Our football season of 1980 was a very special one for everybody associated with the Philadelphia Eagles. We had an incredibly tight bond in the locker room and a very good team on the field, and as a result we beat the Dallas Cowboys and advanced to Super Bowl XV to play the Oakland Raiders.
It’s appropriate as this current Eagles team prepares for Sunday’s game in Oakland that we talk just a little bit about the Super Bowl and what it meant to me then and what it means to me now.
Losing that game, 27-10, was a tremendous disappointment. It remains to this day the single regret I have from the game of football, which has blessed me with so much on and off the field. We felt we were the better team going into the game – we had beaten Oakland 10-7 earlier that year – and I still, to this day, believe that if we played Oakland again we would have beaten them.
But that’s not the way the game is played, and so we have to accept the defeat. It wasn’t easy then and it isn’t easy now. It still pains me to think of that afternoon in New Orleans. We picked the worst time to play poorly, as a team. Oakland deserved to win. The Raiders played a better game.
I think I’ve been reminded of that loss every day since then. And that isn’t a bad thing. I know how badly Eagles fans wanted to win the game – they were awesome every day I played for the team and they’ve been the same since I’ve been here in the administration. These fans deserve a Super Bowl. It’s going to be quite a party when it happens.
The players on that Eagles Super Bowl team still have a very close bond. We get together quite a bit and talk about the old times and the great moments we shared. I still wear the NFC Championship ring proudly. I know it’s a second-place ring, but there aren’t many players who have been to an NFC Championship Game in their careers, much less a Super Bowl. It was a remarkable feeling of accomplishment to make it, and it was just as much of a crushing feeling to come out of New Orleans without the Lombardi Trophy.

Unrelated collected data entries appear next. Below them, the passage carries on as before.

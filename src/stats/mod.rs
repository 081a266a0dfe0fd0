//! Latency statistics reduction for breadcrumb timing samples

use crate::error::{AppError, Result};
use serde::{Deserialize, Serialize};

/// Summary statistics over an ordered set of latency samples
#[derive(Debug, Clone, Serialize, Deserialize)]
pub struct LatencySummary {
    /// The first measured sample, in milliseconds
    pub first_ms: f64,

    /// Arithmetic mean of all samples, in milliseconds
    pub avg_ms: f64,

    /// 95th-percentile sample (nearest rank on the sorted list), in milliseconds
    pub p95_ms: f64,

    /// Number of samples included
    pub sample_count: usize,
}

impl LatencySummary {
    /// Reduce an ordered sample set into first / mean / p95
    ///
    /// Samples must be in measurement order; `first_ms` is the sample at
    /// index 0, not the minimum.
    pub fn from_samples(samples_ms: &[f64]) -> Result<Self> {
        if samples_ms.is_empty() {
            return Err(AppError::statistics(
                "cannot summarize an empty sample set",
            ));
        }

        let first_ms = samples_ms[0];
        let avg_ms = samples_ms.iter().sum::<f64>() / samples_ms.len() as f64;
        let p95_ms = nearest_rank_p95(samples_ms);

        Ok(Self {
            first_ms,
            avg_ms,
            p95_ms,
            sample_count: samples_ms.len(),
        })
    }
}

/// Nearest-rank 95th percentile: index = ceil(0.95 * count) - 1 on the
/// ascending-sorted sample list, clamped to index 0 for a single sample.
fn nearest_rank_p95(samples_ms: &[f64]) -> f64 {
    let mut sorted = samples_ms.to_vec();
    sorted.sort_by(|a, b| a.partial_cmp(b).unwrap_or(std::cmp::Ordering::Equal));

    let count = sorted.len();
    let rank = (0.95 * count as f64).ceil() as usize;
    let index = rank.saturating_sub(1).min(count - 1);
    sorted[index]
}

I’ve often been asked about how long it’s taken me to get over that loss, and the truth is that a part of the pain will always be there for me. Life goes on, of course, and I have so many things to be happy for. I loved playing in Philadelphia and I chose to remain here after my playing days were over because of the way the fans accepted me and my family into the area. I love it here. I love the fans.
Playing the Raiders on Sunday brings back memories for me. Not all of them are good, because we lost the Super Bowl to Oakland. Being in that position and having had the opportunity to play in a Super Bowl was so special, though. We treated it as we treated every other game. The feeling was that we needed to remain consistent with the things we had done to bring us to that point in the season.
At the end of the day, I still have wonderful friendships with my teammates and a life filled with great moments and good times, so there are no complaints. But I admit that the pain is there, if only a little bit, from the one game we didn’t win – Super Bowl XV in New Orleans against the Oakland Raiders.